**THE PROBLEM**
Go line by line through the records below. Copy whichever lines contain the string "WhoamiSession".

(Collected data)
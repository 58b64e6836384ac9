//! Identity-provider boundary.
//!
//! The engine only ever sees a resolved [`CallerIdentity`]. Resolution never
//! fails: a bad token or an upstream outage yields an anonymous caller carrying
//! an [`IdentityFailure`] marker, so public resources stay reachable while
//! everything else is denied.

use serde::Deserialize;
use serde_json::Value;

use crate::types::{CallerIdentity, IdentityFailure};

/// Resolves a bearer token into a caller.
pub trait IdentityResolver {
    fn resolve_caller(&self, token: Option<&str>) -> CallerIdentity;
}

impl<F> IdentityResolver for F
where
    F: Fn(Option<&str>) -> CallerIdentity,
{
    fn resolve_caller(&self, token: Option<&str>) -> CallerIdentity {
        self(token)
    }
}

#[derive(Debug, Deserialize)]
struct WhoamiSession {
    identity: WhoamiIdentity,
}

#[derive(Debug, Deserialize)]
struct WhoamiIdentity {
    id: String,
    #[serde(default)]
    traits: WhoamiTraits,
}

#[derive(Debug, Default, Deserialize)]
struct WhoamiTraits {
    #[serde(default)]
    userrole: Vec<String>,
}

#[derive(Debug, Deserialize)]
struct WhoamiError {
    #[serde(default)]
    error: Value,
}

/// Map a `sessions/whoami` response onto a caller.
#[must_use]
pub fn caller_from_whoami(status: u16, body: &str) -> CallerIdentity {
    match status {
        200 => match serde_json::from_str::<WhoamiSession>(body) {
            Ok(session) => CallerIdentity::authenticated(
                session.identity.id,
                session.identity.traits.userrole,
            ),
            Err(err) => {
                tracing::warn!(error = %err, "unparsable session payload from identity provider");
                CallerIdentity::anonymous(Some(IdentityFailure::Upstream(err.to_string())))
            }
        },
        401 => {
            let detail = error_detail(body);
            tracing::debug!(%detail, "session rejected by identity provider");
            CallerIdentity::anonymous(Some(IdentityFailure::Unauthorized(detail)))
        }
        other => {
            let detail = error_detail(body);
            tracing::warn!(status = other, %detail, "identity provider failure");
            CallerIdentity::anonymous(Some(IdentityFailure::Upstream(detail)))
        }
    }
}

fn error_detail(body: &str) -> String {
    match serde_json::from_str::<WhoamiError>(body) {
        Ok(WhoamiError {
            error: Value::Null,
        })
        | Err(_) => body.trim().to_string(),
        Ok(WhoamiError { error }) => error.to_string(),
    }
}

/// Resolver backed by a caller-supplied whoami transport.
///
/// `fetch` receives the token and returns `(status, body)`; a transport error
/// is treated as an upstream failure.
pub struct WhoamiResolver<F> {
    fetch: F,
}

impl<F> WhoamiResolver<F>
where
    F: Fn(&str) -> Result<(u16, String), String>,
{
    pub fn new(fetch: F) -> Self {
        Self { fetch }
    }
}

impl<F> IdentityResolver for WhoamiResolver<F>
where
    F: Fn(&str) -> Result<(u16, String), String>,
{
    fn resolve_caller(&self, token: Option<&str>) -> CallerIdentity {
        let Some(token) = token.filter(|token| !token.trim().is_empty()) else {
            return CallerIdentity::anonymous(Some(IdentityFailure::Unauthorized(
                "no session token".to_string(),
            )));
        };
        match (self.fetch)(token) {
            Ok((status, body)) => caller_from_whoami(status, &body),
            Err(reason) => {
                tracing::warn!(%reason, "identity provider unreachable");
                CallerIdentity::anonymous(Some(IdentityFailure::Upstream(reason)))
            }
        }
    }
}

**RESULT**
struct WhoamiSession {
        200 => match serde_json::from_str::<WhoamiSession>(body) {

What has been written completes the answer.